**Saved data entries**
%%

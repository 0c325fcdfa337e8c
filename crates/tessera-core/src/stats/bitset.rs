/// Presence bits for small non-negative domains (byte/short values,
/// dictionary codes, string bytes). Words are allocated up to the highest
/// value marked, so a block that only sees small values stays small.
#[derive(Debug, Clone, Default, PartialEq, Eq)]
pub struct Bitset {
    words: Vec<u64>,
}

impl Bitset {
    pub fn new() -> Self {
        Self { words: Vec::new() }
    }

    /// Sets bit `value`. Negative values are not tracked.
    #[inline]
    pub fn mark(&mut self, value: i64) {
        if value < 0 {
            return;
        }
        let index = value as usize;
        let word = index / 64;
        if word >= self.words.len() {
            self.words.resize(word + 1, 0);
        }
        self.words[word] |= 1u64 << (index % 64);
    }

    /// False for negative values: they are never marked.
    #[inline]
    pub fn contains(&self, value: i64) -> bool {
        if value < 0 {
            return false;
        }
        let index = value as usize;
        self.words
            .get(index / 64)
            .is_some_and(|word| word & (1u64 << (index % 64)) != 0)
    }

    pub fn contains_any(&self, values: &[i64]) -> bool {
        values.iter().any(|v| self.contains(*v))
    }

    /// Whether any bit in `[low, high]` is set. Both bounds must be
    /// non-negative.
    pub fn any_in_range(&self, low: i64, high: i64) -> bool {
        if low > high || high < 0 {
            return false;
        }
        let low = low.max(0) as usize;
        let high = high as usize;
        let first_word = low / 64;
        if first_word >= self.words.len() {
            return false;
        }
        let last_word = (high / 64).min(self.words.len() - 1);

        for word_index in first_word..=last_word {
            let mut word = self.words[word_index];
            if word_index == first_word {
                word &= u64::MAX << (low % 64);
            }
            if word_index == high / 64 {
                let keep = high % 64;
                if keep < 63 {
                    word &= (1u64 << (keep + 1)) - 1;
                }
            }
            if word != 0 {
                return true;
            }
        }
        false
    }

    pub fn count_ones(&self) -> usize {
        self.words.iter().map(|w| w.count_ones() as usize).sum()
    }

    pub fn is_empty(&self) -> bool {
        self.words.iter().all(|w| *w == 0)
    }

    pub fn memory_estimate(&self) -> usize {
        self.words.capacity() * 8
    }
}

%%

**Problem to work on**
Go through the data, and copy each line in which the word "bool" appears.

**Answer to this exercise**
    pub fn contains(&self, value: i64) -> bool {
    pub fn contains_any(&self, values: &[i64]) -> bool {
    pub fn any_in_range(&self, low: i64, high: i64) -> bool {
    pub fn is_empty(&self) -> bool {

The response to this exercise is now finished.